Requirements for a System of Educational Engineering
Engineering in other disciplines proceeds through some general phases. Each phase requires specific skills from the engineer and specific tools. The first phase is invention where something new is created and played with until its value is demonstrated or it is abandoned. The new invention is very unreliable and often will only work for the inventor. The engineer must have the original idea and facility with the topic matter. In the next phase, general engineering, the engineer uses broad instruments to characterize his new invention and begin to optimize it. Perhaps the engineer looks at fuel efficiency and breakdown rate. The invention becomes better understood and more reliable. The general analysis will take the engineer only so far, eventually the engineer begins to notice that modifications that improve one system degrade the performance of another system. In the last phase, scientific engineering, the invention is completely modeled and understood. The engineer can then take the invention to the limits of its theoretical performance. Our test case for educational engineering, UPII, is at the end of the general engineering phase. Scientific engineering began summer 2004.
Why Reforms Fail
Most of us have experienced many educational reforms; from the drive to improve science education in the 60s to the recent concern about standardized test scores. Sadly, one finds that education has been little changed, if not actually degraded by these efforts. Reform fails for a few simple reasons; (1) The research that identifies the problem requiring reform does not place the problem in the context of what the educational system is actually doing. Classes do something. Students leave having some additional knowledge and skills. Without this context the reformer cannot tell if the problem is a local failure of coverage choices within a well functioning educational system requiring only minor tweaking for repair or a symptom of an educational system that does nothing well requiring systemic change of the entire educational system for repair. This causes educational reform efforts often to shift resources from topics the instructor is teaching well and has a high comfort level to topics where the instructor is uncomfortable, thus degrading the educational experience. (2) The suggested interventions, the reforms, are released for public use before they are competitive with the instructional methods they seek to replace. Traditional instruction is very cost effective, both in material resources and instructor time, and reliable (it produces a predictable result). It has a well trained base of practitioners who understand its presentation well. Students are also very comfortable with traditional instruction.
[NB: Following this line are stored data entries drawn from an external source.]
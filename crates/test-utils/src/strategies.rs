//! Proptest strategies for peerdisco domain types.
//!
//! # Usage
//!
//! ```no_run
//! use peerdisco_test_utils::strategies;
//! use proptest::prelude::*;
//!
//! proptest! {
//!     #[test]
//!     fn my_property(record in strategies::arb_leader_record()) {
//!         // test invariant with randomly generated record
//!     }
//! }
//! ```

use peerdisco_types::LeaderRecord;
use proptest::prelude::*;

/// Generates a node identifier, sometimes empty.
pub fn arb_node_id() -> impl Strategy<Value = String> {
    prop_oneof![Just(String::new()), "[a-z][a-z0-9-]{0,15}", any::<String>()]
}

/// Generates a `host:port` address, sometimes empty.
pub fn arb_addr() -> impl Strategy<Value = String> {
    prop_oneof![
        Just(String::new()),
        (any::<[u8; 4]>(), any::<u16>())
            .prop_map(|([a, b, c, d], port)| format!("{a}.{b}.{c}.{d}:{port}")),
        ("[a-z]{1,12}(\\.[a-z]{1,8}){0,2}", any::<u16>())
            .prop_map(|(host, port)| format!("{host}:{port}")),
    ]
}

/// Generates an API URL, sometimes empty.
pub fn arb_api_addr() -> impl Strategy<Value = String> {
    prop_oneof![
        Just(String::new()),
        (prop_oneof![Just("http"), Just("https")], arb_addr())
            .prop_map(|(scheme, addr)| format!("{scheme}://{addr}")),
        any::<String>(),
    ]
}

/// Generates an arbitrary leader record, including ones with empty fields.
pub fn arb_leader_record() -> impl Strategy<Value = LeaderRecord> {
    (arb_node_id(), arb_api_addr(), arb_addr())
        .prop_map(|(id, api_addr, addr)| LeaderRecord::new(id, api_addr, addr))
}
//! Fuzz target for the leader record codec.
//!
//! Arbitrary bytes read back from a store must never panic the decoder, and
//! every record that decodes must survive an encode/decode cycle unchanged.

#![no_main]

use libfuzzer_sys::fuzz_target;
use peerdisco_types::codec::{decode, encode};

fuzz_target!(|data: &[u8]| {
    let Ok(record) = decode(data) else {
        return;
    };
    let bytes = encode(&record).expect("decoded record must re-encode");
    let again = decode(&bytes).expect("re-encoded record must decode");
    assert_eq!(record, again, "roundtrip mismatch");
});
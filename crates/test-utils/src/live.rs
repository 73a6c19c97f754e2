//! Live backend endpoints for opt-in integration tests.

use peerdisco::{ConsulConfig, EtcdConfig};

/// Environment variable naming a Consul agent as `host:port`.
pub const CONSUL_ADDRESS_ENV: &str = "PEERDISCO_CONSUL_ADDRESS";

/// Environment variable naming comma-separated etcd endpoints.
pub const ETCD_ENDPOINTS_ENV: &str = "PEERDISCO_ETCD_ENDPOINTS";

/// Backends reachable from the test environment.
#[derive(Debug, Clone, Default, PartialEq, Eq)]
pub struct LiveBackends {
    /// Consul agent address, if configured.
    pub consul: Option<String>,
    /// etcd endpoints, if configured.
    pub etcd: Option<Vec<String>>,
}

impl LiveBackends {
    /// Reads [`CONSUL_ADDRESS_ENV`] and [`ETCD_ENDPOINTS_ENV`].
    pub fn from_env() -> Self {
        Self::from_lookup(|var| std::env::var(var).ok())
    }

    /// Builds the set from an arbitrary variable lookup.
    ///
    /// Blank values count as unset.
    pub fn from_lookup(lookup: impl Fn(&str) -> Option<String>) -> Self {
        let consul = lookup(CONSUL_ADDRESS_ENV)
            .map(|value| value.trim().to_owned())
            .filter(|value| !value.is_empty());
        let etcd = lookup(ETCD_ENDPOINTS_ENV)
            .map(|value| {
                value
                    .split(',')
                    .map(str::trim)
                    .filter(|endpoint| !endpoint.is_empty())
                    .map(str::to_owned)
                    .collect::<Vec<_>>()
            })
            .filter(|endpoints| !endpoints.is_empty());
        Self { consul, etcd }
    }

    /// Returns a Consul configuration for the live agent.
    pub fn consul_config(&self) -> Option<ConsulConfig> {
        self.consul.as_ref().map(|address| ConsulConfig::builder().address(address).build())
    }

    /// Returns an etcd configuration for the live cluster.
    pub fn etcd_config(&self) -> Option<EtcdConfig> {
        self.etcd
            .as_ref()
            .map(|endpoints| EtcdConfig::builder().endpoints(endpoints.clone()).build())
    }
}
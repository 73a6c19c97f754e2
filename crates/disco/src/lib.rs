//! Cluster-bootstrap discovery for distributed databases.
//!
//! A node that has not yet joined its cluster uses this crate to find peer
//! addresses and to agree, through an external key-value store, on which
//! node bootstraps the cluster.
//!
//! # Backends
//!
//! - **DNS** ([`DnsClient`]): resolve one hostname, pair every IP with a fixed port
//! - **DNS SRV** ([`SrvClient`]): resolve SRV targets, then each target's IPs
//! - **Consul KV** ([`ConsulStore`]): leader record written with `cas=0`
//! - **etcd** ([`EtcdStore`]): leader record written in a `version == 0` transaction
//!
//! Resolvers implement [`AddressResolver`]; stores implement [`LeaderStore`].
//! Both extend [`DiscoveryClient`], which provides the mode tag and a
//! [`ClientStats`] snapshot.
//!
//! # Quick Start
//!
//! ```no_run
//! use peerdisco::{ConsulConfig, ConsulStore, LeaderRecord, LeaderStore};
//!
//! # async fn run() -> peerdisco::Result<()> {
//! let store = ConsulStore::new("rqlite", &ConsulConfig::default())?;
//!
//! let me = LeaderRecord::new("node1", "http://10.0.0.1:4001", "10.0.0.1:4002");
//! if store.get_leader().await?.is_none() && store.initialize_leader(&me).await? {
//!     // This node bootstraps the cluster.
//! }
//! let leader = store.get_leader().await?;
//! # Ok(())
//! # }
//! ```
//!
//! # Architecture
//!
//! ```text
//! ┌──────────────────────────────────────────────────────────┐
//! │               Bootstrap orchestrator (caller)            │
//! ├────────────────────────────┬─────────────────────────────┤
//! │      AddressResolver       │        LeaderStore          │
//! │   DnsClient │ SrvClient    │  ConsulStore │ EtcdStore    │
//! ├────────────────────────────┼─────────────────────────────┤
//! │  NameResolver (hickory)    │ ConsulKv (reqwest) │        │
//! │  StaticResolver (mock)     │ EtcdKv (etcd-client)        │
//! └────────────────────────────┴─────────────────────────────┘
//! ```

#![deny(unsafe_code)]
#![warn(missing_docs)]

mod client;
mod config;
mod error;
pub mod mock;
pub mod resolver;
pub mod store;

// Public API exports
pub use client::{AddressResolver, DiscoveryClient, JOIN_SCHEMES, LeaderStore};
pub use config::{
    BasicAuthConfig, ConsulConfig, DEFAULT_CONSUL_ADDRESS, DEFAULT_CONSUL_KEY_PREFIX,
    DEFAULT_CONSUL_SCHEME, DEFAULT_ETCD_ENDPOINT, DEFAULT_ETCD_KEY_PREFIX, DEFAULT_NAME,
    DEFAULT_OVERRIDE_ENV, DEFAULT_PORT, DEFAULT_SERVICE, DnsConfig, EtcdConfig, SrvConfig,
    TlsConfig,
};
pub use error::{BoxError, DiscoError, ErrorKind, Result};
pub use resolver::{NameResolver, SrvTarget, SystemResolver, dns::DnsClient, srv::SrvClient};
pub use store::{
    consul::{ConsulKv, ConsulStore, HttpConsulKv},
    etcd::{EtcdKv, EtcdStore, GrpcEtcdKv},
};

// Re-export shared types
pub use peerdisco_types::{ClientStats, KeyScheme, LeaderKey, LeaderRecord};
Reform methods often require substantially different instructional styles requiring intensive retraining of working teachers. This retraining is often incomplete and ineffective. The reforms are often unstable, very sensitive to instructor changes, and producing widely different results at seemly similar institutions. The recent Hake study of physics education reform efforts show just this instability where PER institutions show conceptual gains of 60-70% but non-PER institutions see gains only of 40%. Within our classification of levels of engineering, current educational reforms are at the invention stage.